Source: Deep Learning on Medium
There are only and exactly two types of layers:
- Layers that contain parameters
- Layers that contain activations
Parameters are the things that your model learns. You use gradient descent on them like
parameters = learning_rate * parameters.grad. Those parameters are used by multiplying them by input activations and doing a matrix product.
We take some input activations or some layer activations and we multiply it by weight matrix to get a bunch of activations. So activations are numbers but these are numbers that are calculated. Input is a kind of a special activation. They’re not calculated.
Activations don’t only come out of matrix multiplications, they also come out of activation functions. And the most important thing to remember about an activation function is that it’s an element-wise function. So it’s a function that is applied to each element of the input, activations in turn, and creates one activation for each input element. So if it starts with a 20 long vector it creates a 20 long vector. By looking at each one of those in turn, doing one thing to it, and spitting out the answer. So an element-wise function. ReLU is the main one we’ve looked at, and honestly it doesn’t too much matter which you pick. So we don’t spend much time talking about activation functions because if you just use ReLU, you’ll get a pretty good answer pretty much all the time.
Components of Deep Neural Networks
- Activation functions /nonlinearities
- Fine tuning
What happens when we take a ResNet 34 and do transfer learning? The first thing to notice is that the ResNet34 we took grom IMageNet has a very specific weight matrix at the end. The matrix has 1000 columns.
Why? Because the problem they asked you to solve in ImageNet’s competition is to figure out which one of these 1000 image categories this picture belongs to. The target vector is length 1000. You have to pick the probability that it’s which one of those thousand things.

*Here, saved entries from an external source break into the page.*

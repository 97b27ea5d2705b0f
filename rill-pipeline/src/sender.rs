use crate::config::SenderConfig;
use crate::endpoint::{
    validate_endpoint, validate_endpoint_and_pipeline_consistency,
    validate_endpoint_pair_consistency, Interface, Protocol,
};
use audio::{map_channels, Frame, FrameWriter, Packetizer};
use fec::codec::CodecMap;
use fec::{BlockWriter, FecComposer};
use log::debug;
use packet::io::{Composer, ComposingWriter, PacketWriter};
use packet::{FecScheme, Interleaver, Packet, PacketFactory, Router};
use rtcp::{Communicator, ParticipantController, RecvReport, SendReport};
use rtp::{Encoding, EncodingMap, RtpComposer};
use shared::error::{Error, Result};
use shared::time::{Nanos, SECOND};

const PACKET_BUFFER_SIZE: usize = 2048;

/// Interleaver delay line, in packets.
const INTERLEAVER_BLOCK: usize = 10;

/// Sender-side metrics snapshot.
#[derive(Debug, Clone, Default)]
pub struct SenderSlotMetrics {
    pub source_id: u32,
    pub packet_count: u32,
    pub byte_count: u32,
    /// Most recent report from each remote receiver.
    pub remote_reports: Vec<RecvReport>,
}

struct SenderParticipant {
    cname: String,
    source_id: u32,
    sample_rate: u32,

    // Snapshot of the packetizer state, refreshed before generation.
    stream_timestamp: u32,
    packet_count: u32,
    byte_count: u32,

    ssrc_change: Option<u32>,
    remote_reports: Vec<RecvReport>,
}

impl ParticipantController for SenderParticipant {
    fn cname(&self) -> String {
        self.cname.clone()
    }

    fn source_id(&self) -> u32 {
        self.source_id
    }

    fn change_source_id(&mut self) -> u32 {
        let new = rand::random::<u32>();
        self.source_id = new;
        self.ssrc_change = Some(new);
        new
    }

    fn has_send_stream(&self) -> bool {
        true
    }

    fn query_send_report(&self, now: Nanos) -> SendReport {
        SendReport {
            ssrc: self.source_id,
            cname: self.cname.clone(),
            report_timestamp: now,
            stream_timestamp: self.stream_timestamp,
            sample_rate: self.sample_rate,
            packet_count: self.packet_count,
            byte_count: self.byte_count,
            ..Default::default()
        }
    }

    fn notify_send_stream(&mut self, recv_ssrc: u32, report: &RecvReport) {
        self.remote_reports
            .retain(|r| r.receiver_ssrc != recv_ssrc);
        self.remote_reports.push(report.clone());
    }
}

/// One logical sender stream: audio frames in, source/repair/control
/// packets out through per-endpoint writers.
///
/// The transport pipeline (packetizer, optional FEC writer, optional
/// interleaver, router) is assembled once the endpoint set is complete:
/// a source endpoint, plus a repair endpoint when FEC is enabled.
pub struct SenderSlot {
    config: SenderConfig,
    encoding: Encoding,
    factory: PacketFactory,
    codec_map: CodecMap,

    source_proto: Option<Protocol>,
    repair_proto: Option<Protocol>,
    source_writer: Option<Box<dyn PacketWriter>>,
    repair_writer: Option<Box<dyn PacketWriter>>,

    packetizer: Option<Packetizer>,
    communicator: Option<Communicator>,
    participant: SenderParticipant,

    map_scratch: Vec<f32>,
}

impl SenderSlot {
    pub fn new(
        mut config: SenderConfig,
        codec_map: &CodecMap,
        encoding_map: &EncodingMap,
    ) -> Result<Self> {
        config.deduce_defaults();

        let encoding = encoding_map.find_by_pt(config.payload_type)?;

        let participant = SenderParticipant {
            cname: config.cname.clone(),
            source_id: rand::random::<u32>(),
            sample_rate: encoding.sample_rate,
            stream_timestamp: 0,
            packet_count: 0,
            byte_count: 0,
            ssrc_change: None,
            remote_reports: Vec::new(),
        };

        Ok(Self {
            config,
            encoding,
            factory: PacketFactory::new(PACKET_BUFFER_SIZE),
            codec_map: *codec_map,
            source_proto: None,
            repair_proto: None,
            source_writer: None,
            repair_writer: None,
            packetizer: None,
            communicator: None,
            participant,
            map_scratch: Vec::new(),
        })
    }

    pub fn source_id(&self) -> u32 {
        self.participant.source_id
    }

    /// Override the SSRC instead of using the generated one. Useful for
    /// session migration and for exercising collision handling.
    pub fn force_source_id(&mut self, source_id: u32) {
        self.participant.source_id = source_id;
        if let Some(packetizer) = &mut self.packetizer {
            packetizer.set_source_id(source_id);
        }
    }

    /// True once the media pipeline is assembled and frames can flow.
    pub fn is_ready(&self) -> bool {
        self.packetizer.is_some()
    }

    /// Attach an endpoint; packets for it are pushed into
    /// `outbound_writer`.
    pub fn add_endpoint(
        &mut self,
        iface: Interface,
        proto: Protocol,
        outbound_writer: Box<dyn PacketWriter>,
    ) -> Result<()> {
        validate_endpoint(iface, proto, &self.codec_map)?;
        validate_endpoint_and_pipeline_consistency(self.config.fec_encoder.scheme, iface, proto)?;

        debug!("sender slot: adding {iface} endpoint, protocol {proto}");

        match iface {
            Interface::AudioSource => {
                if self.source_writer.is_some() || self.packetizer.is_some() {
                    return Err(Error::EndpointExists);
                }
                if self.repair_proto.is_some() {
                    validate_endpoint_pair_consistency(Some(proto), self.repair_proto)?;
                }
                self.source_proto = Some(proto);
                self.source_writer = Some(outbound_writer);
            }
            Interface::AudioRepair => {
                if self.repair_writer.is_some() {
                    return Err(Error::EndpointExists);
                }
                if self.source_proto.is_some() {
                    validate_endpoint_pair_consistency(self.source_proto, Some(proto))?;
                }
                self.repair_proto = Some(proto);
                self.repair_writer = Some(outbound_writer);
            }
            Interface::AudioControl => {
                if self.communicator.is_some() {
                    return Err(Error::EndpointExists);
                }
                self.communicator = Some(Communicator::new(
                    self.config.rtcp,
                    outbound_writer,
                    self.factory.clone(),
                ));
            }
        }

        let media_complete = self.source_writer.is_some()
            && (self.config.fec_encoder.scheme == FecScheme::None || self.repair_writer.is_some());
        if media_complete && self.packetizer.is_none() {
            self.build_pipeline()?;
        }

        Ok(())
    }

    fn build_pipeline(&mut self) -> Result<()> {
        let scheme = self.config.fec_encoder.scheme;

        let mut router = Router::new();
        router.add_route(Packet::FLAG_AUDIO, self.source_writer.take().unwrap());
        if scheme != FecScheme::None {
            router.add_route(Packet::FLAG_REPAIR, self.repair_writer.take().unwrap());
        }

        let downstream: Box<dyn PacketWriter> = if self.config.enable_interleaving {
            Box::new(Interleaver::new(Box::new(router), INTERLEAVER_BLOCK))
        } else {
            Box::new(router)
        };

        let (writer, composer): (Box<dyn PacketWriter>, Box<dyn Composer>) = match scheme {
            FecScheme::None => (
                Box::new(ComposingWriter::new(
                    Box::new(RtpComposer::new()),
                    downstream,
                )),
                Box::new(RtpComposer::new()),
            ),
            scheme => {
                let encoder = self.codec_map.new_encoder(&self.config.fec_encoder)?;
                let block_writer = BlockWriter::new(
                    self.config.fec_writer,
                    scheme,
                    encoder,
                    downstream,
                    Box::new(FecComposer::source(scheme, Box::new(RtpComposer::new()))),
                    Box::new(FecComposer::repair(scheme)),
                    self.factory.clone(),
                )?;
                (
                    Box::new(block_writer),
                    Box::new(FecComposer::source(scheme, Box::new(RtpComposer::new()))),
                )
            }
        };

        let mut packetizer = Packetizer::new(
            writer,
            composer,
            self.factory.clone(),
            self.encoding,
            self.config.packet_length,
        )?;
        packetizer.set_source_id(self.participant.source_id);
        self.packetizer = Some(packetizer);

        debug!(
            "sender slot: pipeline ready: ssrc={} scheme={scheme}",
            self.participant.source_id
        );
        Ok(())
    }

    /// Write one frame of audio in the input sample spec.
    pub fn write_frame(&mut self, frame: &Frame) -> Result<()> {
        let Some(packetizer) = &mut self.packetizer else {
            return Err(Error::NoData);
        };

        let in_channels = self.config.input_sample_spec.num_channels;
        let out_channels = self.encoding.num_channels;
        if in_channels == out_channels {
            return packetizer.write(frame);
        }

        map_channels(&frame.samples, in_channels, out_channels, &mut self.map_scratch);
        let mapped = Frame {
            samples: std::mem::take(&mut self.map_scratch),
            flags: frame.flags,
            duration: frame.duration,
            capture_timestamp: frame.capture_timestamp,
        };
        let result = packetizer.write(&mapped);
        self.map_scratch = mapped.samples;
        result
    }

    /// Pull due control packets and return the next deadline.
    pub fn refresh(&mut self, now: Nanos) -> Result<Nanos> {
        let Some(communicator) = &mut self.communicator else {
            return Ok(now + SECOND);
        };

        if let Some(packetizer) = &self.packetizer {
            self.participant.stream_timestamp = packetizer.stream_timestamp_at(now);
            self.participant.packet_count = packetizer.packet_count();
            self.participant.byte_count = packetizer.byte_count();
        }

        if communicator.generation_deadline(now) <= now {
            communicator.generate_reports(&mut self.participant, now)?;

            if let Some(new_ssrc) = self.participant.ssrc_change.take()
                && let Some(packetizer) = &mut self.packetizer
            {
                packetizer.set_source_id(new_ssrc);
            }
        }

        Ok(communicator.generation_deadline(now))
    }

    /// Send a goodbye report; call before tearing the slot down.
    pub fn shutdown(&mut self, now: Nanos) -> Result<()> {
        if let Some(communicator) = &mut self.communicator {
            communicator.generate_goodbye(&mut self.participant, now)?;
        }
        Ok(())
    }

    pub fn metrics(&self) -> SenderSlotMetrics {
        SenderSlotMetrics {
            source_id: self.participant.source_id,
            packet_count: self
                .packetizer
                .as_ref()
                .map(|p| p.packet_count())
                .unwrap_or(0),
            byte_count: self
                .packetizer
                .as_ref()
                .map(|p| p.byte_count())
                .unwrap_or(0),
            remote_reports: self.participant.remote_reports.clone(),
        }
    }

    /// Feed an inbound control packet (from the control endpoint).
    pub fn write_control_packet(&mut self, packet: Packet, now: Nanos) -> Result<()> {
        let Some(communicator) = &mut self.communicator else {
            return Ok(());
        };
        communicator.process_packet(&mut self.participant, &packet, now)?;

        if let Some(new_ssrc) = self.participant.ssrc_change.take()
            && let Some(packetizer) = &mut self.packetizer
        {
            packetizer.set_source_id(new_ssrc);
        }
        Ok(())
    }
}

There are a few reasons this weight matrix is not helpful to you when doing transfer learning. The first is that you probably don’t have a thousand categories. For example, our first image classification was between teddy bears, brown bears, and black bears. I don’t need 1000 categories. The second reason is even if I had exactly 1000 categories, they’re are most likely not the same thousand categories that are in ImageNet. Meaning this whole weight matrix is a waste of time. We don’t use it. When you use
create_cnn in fastai, it deletes that matrix. Instead, it puts in two new weight matrices in there for you with a ReLU in between.

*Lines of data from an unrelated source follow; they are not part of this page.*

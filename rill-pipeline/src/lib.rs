#![warn(rust_2018_idioms)]
#![allow(dead_code)]

mod config;
mod endpoint;
mod receiver;
mod sender;

pub use config::{
    ReceiverConfig, SenderConfig, DEFAULT_LATENCY, DEFAULT_PACKET_LENGTH, DEFAULT_SAMPLE_RATE,
};
pub use endpoint::{
    proto_attrs, validate_endpoint, validate_endpoint_and_pipeline_consistency,
    validate_endpoint_pair_consistency, Interface, Protocol, ProtocolAttrs,
};
pub use receiver::{ReceiverSlot, ReceiverSlotMetrics};
pub use sender::{SenderSlot, SenderSlotMetrics};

There are some defaults as to what size the first one is, however, the size of the second one is as big as you need it to be. In your data bunch which you passed to your learner, from that we know how many activations you need. If you’re doing classification, it’s how many classes you have, if you’re doing regression it’s how many ever numbers you’re trying to predict in the regression problem. Remember, if your data bunch is called
data that will be called
data.c . So we’ll add for you this weight matrix of size
data.c by however much was in the previous layer.

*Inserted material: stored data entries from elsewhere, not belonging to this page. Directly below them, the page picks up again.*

impl Builder {
    /// Build into at most `limit` bytes (usually the UDP MTU).
    pub fn new(limit: usize) -> Self {
        assert!(limit >= HEADER_SIZE, "rtcp builder: limit too small");
        Self {
            buf: Vec::with_capacity(limit),
            limit,
            state: State::Top,
            packet_start: 0,
            xr_block_start: 0,
            report_written: false,
            cname_written: false,
            ok: true,
        }
    }

    /// False if some sub-packet did not fit into the limit.
    pub fn is_ok(&self) -> bool {
        self.ok
    }

    /// Bytes written so far (completed sub-packets only if truncated).
    pub fn written_len(&self) -> usize {
        self.buf.len()
    }

    /// Finish and return the compound packet bytes.
    pub fn finish(self) -> Vec<u8> {
        if self.ok {
            assert!(
                self.state == State::Top || self.state == State::End,
                "rtcp builder: finish() called in the middle of a packet"
            );
        }
        self.buf
    }

    //
    // Sender report
    //

    pub fn begin_sr(&mut self, sr: &SenderReport) {
        assert!(self.state == State::Top, "rtcp builder: wrong call order");

        self.begin_packet(RTCP_SR);
        if let Some(off) = self.extend(24) {
            NetworkEndian::write_u32(&mut self.buf[off..], sr.ssrc);
            NetworkEndian::write_u64(&mut self.buf[off + 4..], sr.ntp_timestamp);
            NetworkEndian::write_u32(&mut self.buf[off + 12..], sr.rtp_timestamp);
            NetworkEndian::write_u32(&mut self.buf[off + 16..], sr.packet_count);
            NetworkEndian::write_u32(&mut self.buf[off + 20..], sr.byte_count);
        }

        self.state = State::SrHead;
        self.report_written = true;
    }

    pub fn add_sr_report(&mut self, report: &ReceptionReport) {
        assert!(
            self.state == State::SrHead || self.state == State::SrReport,
            "rtcp builder: wrong call order"
        );

        self.add_reception_report(report);
        self.state = State::SrReport;
    }

    pub fn end_sr(&mut self) {
        assert!(
            self.state == State::SrHead || self.state == State::SrReport,
            "rtcp builder: wrong call order"
        );

        self.end_packet();
    }

    //
    // Receiver report
    //

    pub fn begin_rr(&mut self, rr: &ReceiverReport) {
        assert!(self.state == State::Top, "rtcp builder: wrong call order");

        self.begin_packet(RTCP_RR);
        if let Some(off) = self.extend(4) {
            NetworkEndian::write_u32(&mut self.buf[off..], rr.ssrc);
        }

        self.state = State::RrHead;
        self.report_written = true;
    }

    pub fn add_rr_report(&mut self, report: &ReceptionReport) {
        assert!(
            self.state == State::RrHead || self.state == State::RrReport,
            "rtcp builder: wrong call order"
        );

        self.add_reception_report(report);
        self.state = State::RrReport;
    }

    pub fn end_rr(&mut self) {
        assert!(
            self.state == State::RrHead || self.state == State::RrReport,
            "rtcp builder: wrong call order"
        );

        self.end_packet();
    }

    //
    // Extended report
    //

    pub fn begin_xr(&mut self, xr: &XrHeader) {
        assert!(self.state == State::Top, "rtcp builder: wrong call order");
        assert!(
            self.report_written,
            "rtcp builder: first packet should be SR or RR"
        );

        self.begin_packet(RTCP_XR);
        if let Some(off) = self.extend(4) {
            NetworkEndian::write_u32(&mut self.buf[off..], xr.ssrc);
        }

        self.state = State::XrHead;
    }

    pub fn add_xr_rrtr(&mut self, rrtr: &XrRrtr) {
        assert!(self.state == State::XrHead, "rtcp builder: wrong call order");

        if let Some(off) = self.extend(12) {
            self.write_xr_block_header(off, XR_RRTR, 12);
            NetworkEndian::write_u64(&mut self.buf[off + 4..], rrtr.ntp_timestamp);
        }
    }

    pub fn begin_xr_dlrr(&mut self) {
        assert!(self.state == State::XrHead, "rtcp builder: wrong call order");

        if let Some(off) = self.extend(4) {
            self.xr_block_start = off;
            self.buf[off] = XR_DLRR;
        }

        self.state = State::XrDlrrHead;
    }

    pub fn add_xr_dlrr_report(&mut self, report: &XrDlrrReport) {
        assert!(
            self.state == State::XrDlrrHead || self.state == State::XrDlrrReport,
            "rtcp builder: wrong call order"
        );

        if let Some(off) = self.extend(12) {
            NetworkEndian::write_u32(&mut self.buf[off..], report.ssrc);
            NetworkEndian::write_u32(&mut self.buf[off + 4..], report.last_rr);
            NetworkEndian::write_u32(&mut self.buf[off + 8..], report.delay_last_rr);
        }

        self.state = State::XrDlrrReport;
    }

    pub fn end_xr_dlrr(&mut self) {
        assert!(
            self.state == State::XrDlrrReport,
            "rtcp builder: wrong call order"
        );

        if self.ok {
            let len = self.buf.len() - self.xr_block_start;
            let words = (len / 4 - 1) as u16;
            NetworkEndian::write_u16(&mut self.buf[self.xr_block_start + 2..], words);
        }

        self.state = State::XrHead;
    }

    pub fn add_xr_measurement_info(&mut self, info: &XrMeasurementInfo) {
        assert!(self.state == State::XrHead, "rtcp builder: wrong call order");

        if let Some(off) = self.extend(32) {
            self.write_xr_block_header(off, XR_MEASUREMENT_INFO, 32);
            NetworkEndian::write_u32(&mut self.buf[off + 4..], info.ssrc);
            NetworkEndian::write_u16(&mut self.buf[off + 10..], info.first_seq);
            NetworkEndian::write_u32(&mut self.buf[off + 12..], info.interval_first_seq);
            NetworkEndian::write_u32(&mut self.buf[off + 16..], info.interval_last_seq);
            NetworkEndian::write_u32(&mut self.buf[off + 20..], info.interval_duration);
            NetworkEndian::write_u64(&mut self.buf[off + 24..], info.cum_duration);
        }
    }

    pub fn add_xr_delay_metrics(&mut self, metrics: &XrDelayMetrics) {
        assert!(self.state == State::XrHead, "rtcp builder: wrong call order");

        if let Some(off) = self.extend(28) {
            self.write_xr_block_header(off, XR_DELAY_METRICS, 28);
            NetworkEndian::write_u32(&mut self.buf[off + 4..], metrics.ssrc);
            NetworkEndian::write_u32(&mut self.buf[off + 8..], metrics.mean_rtt);
            NetworkEndian::write_u32(&mut self.buf[off + 12..], metrics.min_rtt);
            NetworkEndian::write_u32(&mut self.buf[off + 16..], metrics.max_rtt);
            NetworkEndian::write_u64(&mut self.buf[off + 20..], metrics.e2e_latency);
        }
    }

    pub fn add_xr_queue_metrics(&mut self, metrics: &XrQueueMetrics) {
        assert!(self.state == State::XrHead, "rtcp builder: wrong call order");

        if let Some(off) = self.extend(16) {
            self.write_xr_block_header(off, XR_QUEUE_METRICS, 16);
            NetworkEndian::write_u32(&mut self.buf[off + 4..], metrics.ssrc);
            NetworkEndian::write_u32(&mut self.buf[off + 8..], metrics.niq_latency);
            NetworkEndian::write_u32(&mut self.buf[off + 12..], metrics.niq_stalling);
        }
    }

    pub fn end_xr(&mut self) {
        assert!(self.state == State::XrHead, "rtcp builder: wrong call order");

        self.end_packet();
    }

    //
    // Source description
    //

    pub fn begin_sdes(&mut self) {
        assert!(self.state == State::Top, "rtcp builder: wrong call order");
        assert!(
            self.report_written,
            "rtcp builder: first packet should be SR or RR"
        );

        self.begin_packet(RTCP_SDES);
        self.state = State::SdesHead;
    }

    pub fn begin_sdes_chunk(&mut self, chunk: &SdesChunk) {
        assert!(self.state == State::SdesHead, "rtcp builder: wrong call order");

        if let Some(off) = self.extend(4) {
            NetworkEndian::write_u32(&mut self.buf[off..], chunk.ssrc);
            self.inc_counter();
        }

        self.state = State::SdesChunk;
        self.cname_written = false;
    }

    pub fn add_sdes_item(&mut self, item: &SdesItem) {
        assert!(self.state == State::SdesChunk, "rtcp builder: wrong call order");
        assert!(
            item.text.len() <= MAX_TEXT_LEN,
            "rtcp builder: SDES item text too long"
        );

        let text = item.text.as_bytes();
        if let Some(off) = self.extend(2 + text.len()) {
            self.buf[off] = item.item_type;
            self.buf[off + 1] = text.len() as u8;
            self.buf[off + 2..off + 2 + text.len()].copy_from_slice(text);
        }

        if item.item_type == SDES_CNAME {
            assert!(
                !self.cname_written,
                "rtcp builder: each SDES chunk should have exactly one CNAME item"
            );
            self.cname_written = true;
        }
    }

    pub fn end_sdes_chunk(&mut self) {
        assert!(self.state == State::SdesChunk, "rtcp builder: wrong call order");
        assert!(
            self.cname_written,
            "rtcp builder: each SDES chunk should have exactly one CNAME item"
        );

        // Terminating zero item plus alignment to a 32-bit boundary.
        if self.ok {
            let pad = padding_len(self.buf.len() - self.packet_start, 1);
            let _ = self.extend(pad);
        }

        self.state = State::SdesHead;
    }

    pub fn end_sdes(&mut self) {
        assert!(self.state == State::SdesHead, "rtcp builder: wrong call order");

        self.end_packet();
    }

    //
    // Goodbye
    //

    pub fn begin_bye(&mut self) {
        assert!(self.state == State::Top, "rtcp builder: wrong call order");
        assert!(
            self.report_written,
            "rtcp builder: first packet should be SR or RR"
        );

        self.begin_packet(RTCP_BYE);
        self.state = State::ByeHead;
    }

    pub fn add_bye_ssrc(&mut self, ssrc: u32) {
        assert!(
            self.state == State::ByeHead || self.state == State::ByeSsrc,
            "rtcp builder: wrong call order"
        );

        if let Some(off) = self.extend(4) {
            NetworkEndian::write_u32(&mut self.buf[off..], ssrc);
            self.inc_counter();
        }

        self.state = State::ByeSsrc;
    }

    pub fn add_bye_reason(&mut self, reason: &str) {
        assert!(self.state == State::ByeSsrc, "rtcp builder: wrong call order");
        assert!(
            reason.len() <= MAX_TEXT_LEN,
            "rtcp builder: BYE reason too long"
        );

        let text = reason.as_bytes();
        let pad = padding_len(1 + text.len(), 0);
        if let Some(off) = self.extend(1 + text.len() + pad) {
            self.buf[off] = text.len() as u8;
            self.buf[off + 1..off + 1 + text.len()].copy_from_slice(text);
        }

        self.state = State::ByeReason;
    }

    pub fn end_bye(&mut self) {
        assert!(
            self.state == State::ByeSsrc || self.state == State::ByeReason,
            "rtcp builder: wrong call order"
        );

        self.end_packet();
    }

    //
    // Padding
    //

    /// Add padding to the last sub-packet. Must be a multiple of 4 in
    /// [4; 252] and must be the last call before `finish`.
    pub fn add_padding(&mut self, padding_len: usize) {
        assert!(
            self.state == State::Top && self.buf.len() > 0,
            "rtcp builder: wrong call order"
        );
        assert!(
            padding_len % 4 == 0 && padding_len >= 4 && padding_len <= 252,
            "rtcp builder: bad packet padding: should be multiple of 4 in range [4; 252], got {padding_len}"
        );

        if let Some(off) = self.extend(padding_len) {
            self.buf[off + padding_len - 1] = padding_len as u8;
            // set P bit and account for the bytes in the length field
            self.buf[self.packet_start] |= 0x20;
            let len = self.buf.len() - self.packet_start;
            NetworkEndian::write_u16(
                &mut self.buf[self.packet_start + 2..],
                (len / 4 - 1) as u16,
            );
        }

        self.state = State::End;
    }

    //
    // Internals
    //

    fn begin_packet(&mut self, packet_type: u8) {
        if !self.ok {
            return;
        }
        self.packet_start = self.buf.len();
        if let Some(off) = self.extend(HEADER_SIZE) {
            self.buf[off] = VERSION << 6;
            self.buf[off + 1] = packet_type;
        }
    }

    fn end_packet(&mut self) {
        if self.ok {
            let len = self.buf.len() - self.packet_start;
            debug_assert!(len % 4 == 0);
            NetworkEndian::write_u16(
                &mut self.buf[self.packet_start + 2..],
                (len / 4 - 1) as u16,
            );
        }
        self.state = State::Top;
    }

    fn add_reception_report(&mut self, report: &ReceptionReport) {
        if let Some(off) = self.extend(24) {
            NetworkEndian::write_u32(&mut self.buf[off..], report.ssrc);
            let cum_loss = report.cum_loss.clamp(-(1 << 23), (1 << 23) - 1) as u32 & 0x00FF_FFFF;
            NetworkEndian::write_u32(&mut self.buf[off + 4..], cum_loss);
            self.buf[off + 4] = report.fraction_lost;
            NetworkEndian::write_u32(&mut self.buf[off + 8..], report.last_seqnum);
            NetworkEndian::write_u32(&mut self.buf[off + 12..], report.jitter);
            NetworkEndian::write_u32(&mut self.buf[off + 16..], report.last_sr);
            NetworkEndian::write_u32(&mut self.buf[off + 20..], report.delay_last_sr);
            self.inc_counter();
        }
    }

    fn write_xr_block_header(&mut self, off: usize, block_type: u8, block_len: usize) {
        self.buf[off] = block_type;
        NetworkEndian::write_u16(&mut self.buf[off + 2..], (block_len / 4 - 1) as u16);
    }

    fn inc_counter(&mut self) {
        let counter = (self.buf[self.packet_start] & 0x1F) + 1;
        assert!(
            counter as usize <= PACKET_MAX_BLOCKS,
            "rtcp builder: too many blocks in one packet"
        );
        self.buf[self.packet_start] = (self.buf[self.packet_start] & !0x1F) | counter;
    }

    /// Reserve `size` zeroed bytes, or clear the `ok` flag and roll the
    /// current sub-packet back if the limit would be exceeded.
    fn extend(&mut self, size: usize) -> Option<usize> {
        if !self.ok {
            return None;
        }
        if self.buf.len() + size > self.limit {
            self.ok = false;
            self.buf.truncate(self.packet_start);
            return None;
        }
        let off = self.buf.len();
        self.buf.resize(off + size, 0);
        Some(off)
    }
}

Now we need to train those because initially these weight matrices are full of random numbers. New weight matrices are always full of random numbers. We’ve just grabbed them and trhown them in there so we need to train them. However, the other layers are not new. The other layers have been trained and are good at something.
The later layers become more sophisticated, but also more specific. For example, layer 4 might find things like eyeballs. If you’re wanting to transfer and learn to something for microscopic images of cancer, there’s probably not going to be eyeballs in that right? So the later layers are not useful. But, the earlier layers, where it recognizes things like repeating patterns are useful. The earlier you go in the model, the more likely it is that you want those weights to stay as they are.
We definitely need to train these new weights because they’re random. Let’s not bother training the other weights at all.
Let’s freeze all the early layers that we aren’t going to train. What does that mean? It means that we’re asking fastai and PyTorch that when we train (however many epochs we do), when we call fit, don’t back propagate the gradients back into those layers. — In other words, when you do
parameters = parameters — learning rate * gradient, only do it for the new layers and not for these other layers. That’s what freezing means — don’t update those parameters.
Because we’re updating less things, it’ll be a bit faster and take up less memory since there are less gradients to store. Most importantly, it’s not going to change weights that are already better than nothing — they’re better than random at the very least.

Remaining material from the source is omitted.